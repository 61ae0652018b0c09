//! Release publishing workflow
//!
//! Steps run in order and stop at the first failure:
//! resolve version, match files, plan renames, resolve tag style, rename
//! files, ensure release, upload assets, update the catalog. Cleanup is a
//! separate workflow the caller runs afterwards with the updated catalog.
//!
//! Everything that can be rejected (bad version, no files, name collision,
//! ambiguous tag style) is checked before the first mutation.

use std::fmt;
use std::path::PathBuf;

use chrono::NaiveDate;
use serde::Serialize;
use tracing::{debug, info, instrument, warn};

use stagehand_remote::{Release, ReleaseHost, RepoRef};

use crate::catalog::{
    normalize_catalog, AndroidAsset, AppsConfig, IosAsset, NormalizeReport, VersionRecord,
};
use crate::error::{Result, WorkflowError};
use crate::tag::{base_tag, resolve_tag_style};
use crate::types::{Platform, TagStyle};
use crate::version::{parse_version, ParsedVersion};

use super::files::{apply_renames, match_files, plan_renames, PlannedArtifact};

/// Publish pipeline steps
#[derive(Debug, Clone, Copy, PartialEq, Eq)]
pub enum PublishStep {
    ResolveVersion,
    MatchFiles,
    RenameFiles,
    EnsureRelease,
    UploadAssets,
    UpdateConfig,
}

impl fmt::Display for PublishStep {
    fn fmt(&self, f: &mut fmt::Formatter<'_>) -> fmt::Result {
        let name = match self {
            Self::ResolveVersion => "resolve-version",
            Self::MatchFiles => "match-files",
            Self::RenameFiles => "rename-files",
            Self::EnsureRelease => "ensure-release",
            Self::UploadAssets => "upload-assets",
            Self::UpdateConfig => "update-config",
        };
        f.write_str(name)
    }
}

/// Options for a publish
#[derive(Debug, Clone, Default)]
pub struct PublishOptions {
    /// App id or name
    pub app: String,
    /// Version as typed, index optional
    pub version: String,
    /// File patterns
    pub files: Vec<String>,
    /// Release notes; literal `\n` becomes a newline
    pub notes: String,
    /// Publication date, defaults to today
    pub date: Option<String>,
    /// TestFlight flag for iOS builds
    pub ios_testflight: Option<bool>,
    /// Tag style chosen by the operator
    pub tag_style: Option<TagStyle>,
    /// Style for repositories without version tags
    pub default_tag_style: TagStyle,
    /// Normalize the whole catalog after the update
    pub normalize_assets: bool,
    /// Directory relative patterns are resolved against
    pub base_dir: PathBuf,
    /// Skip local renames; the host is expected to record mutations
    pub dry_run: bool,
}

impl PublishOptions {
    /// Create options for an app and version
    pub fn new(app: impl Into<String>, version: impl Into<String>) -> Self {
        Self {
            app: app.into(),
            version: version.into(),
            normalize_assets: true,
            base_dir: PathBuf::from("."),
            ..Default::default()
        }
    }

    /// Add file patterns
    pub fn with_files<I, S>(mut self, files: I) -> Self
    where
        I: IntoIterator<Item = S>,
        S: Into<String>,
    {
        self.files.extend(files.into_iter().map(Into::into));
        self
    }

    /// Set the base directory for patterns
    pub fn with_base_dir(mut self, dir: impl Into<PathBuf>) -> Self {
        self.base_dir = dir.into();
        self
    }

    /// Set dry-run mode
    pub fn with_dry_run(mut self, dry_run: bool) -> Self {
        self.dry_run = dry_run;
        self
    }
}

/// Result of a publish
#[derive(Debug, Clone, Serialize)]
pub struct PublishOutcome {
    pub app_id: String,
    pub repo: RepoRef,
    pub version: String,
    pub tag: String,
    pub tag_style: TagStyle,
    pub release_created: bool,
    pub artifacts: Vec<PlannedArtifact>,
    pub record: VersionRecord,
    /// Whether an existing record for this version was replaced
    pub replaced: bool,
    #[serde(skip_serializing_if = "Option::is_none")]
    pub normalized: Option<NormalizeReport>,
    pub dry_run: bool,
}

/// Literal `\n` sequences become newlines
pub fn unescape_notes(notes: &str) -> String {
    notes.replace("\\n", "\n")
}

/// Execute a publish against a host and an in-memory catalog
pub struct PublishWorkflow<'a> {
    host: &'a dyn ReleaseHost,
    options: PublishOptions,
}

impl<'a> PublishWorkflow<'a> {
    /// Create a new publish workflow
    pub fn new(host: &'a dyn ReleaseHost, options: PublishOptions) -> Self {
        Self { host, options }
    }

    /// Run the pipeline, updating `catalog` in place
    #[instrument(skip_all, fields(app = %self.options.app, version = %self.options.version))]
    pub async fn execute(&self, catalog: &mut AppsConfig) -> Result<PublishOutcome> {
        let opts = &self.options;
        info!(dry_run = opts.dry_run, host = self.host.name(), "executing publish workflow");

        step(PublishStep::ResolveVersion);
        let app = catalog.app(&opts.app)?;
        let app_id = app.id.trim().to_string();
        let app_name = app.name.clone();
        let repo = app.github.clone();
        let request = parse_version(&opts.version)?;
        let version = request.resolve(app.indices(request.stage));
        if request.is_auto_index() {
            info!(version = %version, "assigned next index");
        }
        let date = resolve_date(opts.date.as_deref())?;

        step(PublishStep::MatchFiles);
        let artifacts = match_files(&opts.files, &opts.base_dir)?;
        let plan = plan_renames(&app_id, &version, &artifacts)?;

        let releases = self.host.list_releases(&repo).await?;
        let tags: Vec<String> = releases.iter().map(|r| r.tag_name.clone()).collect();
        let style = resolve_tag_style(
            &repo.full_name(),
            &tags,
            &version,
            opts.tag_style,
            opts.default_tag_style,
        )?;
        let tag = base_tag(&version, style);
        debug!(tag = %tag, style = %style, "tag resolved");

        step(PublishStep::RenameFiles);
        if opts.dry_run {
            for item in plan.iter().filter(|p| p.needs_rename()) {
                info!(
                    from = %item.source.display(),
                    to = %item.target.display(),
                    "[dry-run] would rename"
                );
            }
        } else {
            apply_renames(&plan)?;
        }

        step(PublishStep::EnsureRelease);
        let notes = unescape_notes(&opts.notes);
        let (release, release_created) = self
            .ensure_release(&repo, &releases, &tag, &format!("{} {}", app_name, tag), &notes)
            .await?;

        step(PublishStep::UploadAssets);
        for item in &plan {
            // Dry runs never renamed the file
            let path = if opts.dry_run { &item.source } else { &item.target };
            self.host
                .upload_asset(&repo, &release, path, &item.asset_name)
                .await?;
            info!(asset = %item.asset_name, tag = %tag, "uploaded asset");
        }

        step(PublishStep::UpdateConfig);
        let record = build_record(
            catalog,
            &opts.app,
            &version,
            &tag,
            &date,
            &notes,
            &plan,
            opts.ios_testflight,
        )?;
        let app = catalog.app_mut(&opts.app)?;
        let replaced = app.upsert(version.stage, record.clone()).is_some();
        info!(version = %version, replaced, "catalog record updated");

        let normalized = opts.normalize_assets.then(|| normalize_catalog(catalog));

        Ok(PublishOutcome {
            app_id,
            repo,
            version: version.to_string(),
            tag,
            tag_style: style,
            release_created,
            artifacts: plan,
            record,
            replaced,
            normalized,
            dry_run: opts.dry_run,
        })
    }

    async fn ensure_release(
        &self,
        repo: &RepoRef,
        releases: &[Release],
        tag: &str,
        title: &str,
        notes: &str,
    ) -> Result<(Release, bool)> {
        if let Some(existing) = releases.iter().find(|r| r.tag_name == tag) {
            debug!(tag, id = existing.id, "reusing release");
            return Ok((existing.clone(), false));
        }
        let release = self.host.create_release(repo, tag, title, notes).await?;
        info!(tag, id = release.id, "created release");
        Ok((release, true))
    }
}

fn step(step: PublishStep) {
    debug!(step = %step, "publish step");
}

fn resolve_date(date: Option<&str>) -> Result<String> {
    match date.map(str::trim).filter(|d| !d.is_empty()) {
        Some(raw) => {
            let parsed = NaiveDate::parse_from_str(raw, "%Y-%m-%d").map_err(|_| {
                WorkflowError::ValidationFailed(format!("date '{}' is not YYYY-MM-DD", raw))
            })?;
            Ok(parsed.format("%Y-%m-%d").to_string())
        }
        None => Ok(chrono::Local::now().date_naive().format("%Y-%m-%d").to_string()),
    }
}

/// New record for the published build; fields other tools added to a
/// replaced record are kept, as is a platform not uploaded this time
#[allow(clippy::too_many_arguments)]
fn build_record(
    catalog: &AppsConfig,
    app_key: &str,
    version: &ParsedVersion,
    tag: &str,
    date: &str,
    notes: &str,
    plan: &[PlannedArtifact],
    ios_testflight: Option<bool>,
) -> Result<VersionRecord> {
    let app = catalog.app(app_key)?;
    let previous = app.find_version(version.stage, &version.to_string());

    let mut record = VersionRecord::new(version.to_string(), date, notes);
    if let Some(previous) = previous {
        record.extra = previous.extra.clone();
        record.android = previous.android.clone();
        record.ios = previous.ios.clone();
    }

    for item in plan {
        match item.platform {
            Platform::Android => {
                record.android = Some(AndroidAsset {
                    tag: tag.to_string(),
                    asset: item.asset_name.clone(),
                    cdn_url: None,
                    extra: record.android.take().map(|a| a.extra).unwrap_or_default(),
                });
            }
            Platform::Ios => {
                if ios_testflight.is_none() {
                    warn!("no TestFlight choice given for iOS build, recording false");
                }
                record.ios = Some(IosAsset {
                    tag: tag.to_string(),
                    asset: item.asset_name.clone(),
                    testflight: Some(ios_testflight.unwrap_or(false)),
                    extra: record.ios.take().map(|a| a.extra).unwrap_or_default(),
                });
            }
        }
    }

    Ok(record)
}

━━━━━━━━

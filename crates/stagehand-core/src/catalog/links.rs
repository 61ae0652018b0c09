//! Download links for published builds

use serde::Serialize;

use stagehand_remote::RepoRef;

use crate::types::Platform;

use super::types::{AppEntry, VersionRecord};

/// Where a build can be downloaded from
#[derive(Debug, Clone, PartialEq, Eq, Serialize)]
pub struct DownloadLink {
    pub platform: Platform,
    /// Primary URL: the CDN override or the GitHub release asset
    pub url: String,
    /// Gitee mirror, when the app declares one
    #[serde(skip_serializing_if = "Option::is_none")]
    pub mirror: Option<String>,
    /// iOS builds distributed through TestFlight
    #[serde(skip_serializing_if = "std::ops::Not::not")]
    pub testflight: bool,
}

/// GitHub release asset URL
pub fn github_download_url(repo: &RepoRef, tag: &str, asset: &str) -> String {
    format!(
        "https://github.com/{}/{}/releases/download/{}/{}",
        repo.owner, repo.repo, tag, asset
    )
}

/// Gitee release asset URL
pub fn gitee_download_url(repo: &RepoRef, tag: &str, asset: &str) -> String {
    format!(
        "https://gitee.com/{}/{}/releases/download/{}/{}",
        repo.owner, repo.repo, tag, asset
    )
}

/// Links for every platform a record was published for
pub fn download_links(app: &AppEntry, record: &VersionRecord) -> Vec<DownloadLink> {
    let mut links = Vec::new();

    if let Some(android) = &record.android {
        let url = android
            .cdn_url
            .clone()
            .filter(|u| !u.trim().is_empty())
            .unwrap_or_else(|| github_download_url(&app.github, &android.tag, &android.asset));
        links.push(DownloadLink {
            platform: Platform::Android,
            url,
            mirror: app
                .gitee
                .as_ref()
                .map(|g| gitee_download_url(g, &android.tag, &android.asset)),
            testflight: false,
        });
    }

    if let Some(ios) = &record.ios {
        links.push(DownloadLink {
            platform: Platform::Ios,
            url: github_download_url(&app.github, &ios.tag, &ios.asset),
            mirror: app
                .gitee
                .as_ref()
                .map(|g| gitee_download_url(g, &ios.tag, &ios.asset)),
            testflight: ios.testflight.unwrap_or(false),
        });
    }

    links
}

━━━━━━━━

**Problem description**
Pull out every line holding "normalized" from the records above, and copy it.

**Expected answer**
    pub normalized: Option<NormalizeReport>,
        let normalized = opts.normalize_assets.then(|| normalize_catalog(catalog));
            normalized,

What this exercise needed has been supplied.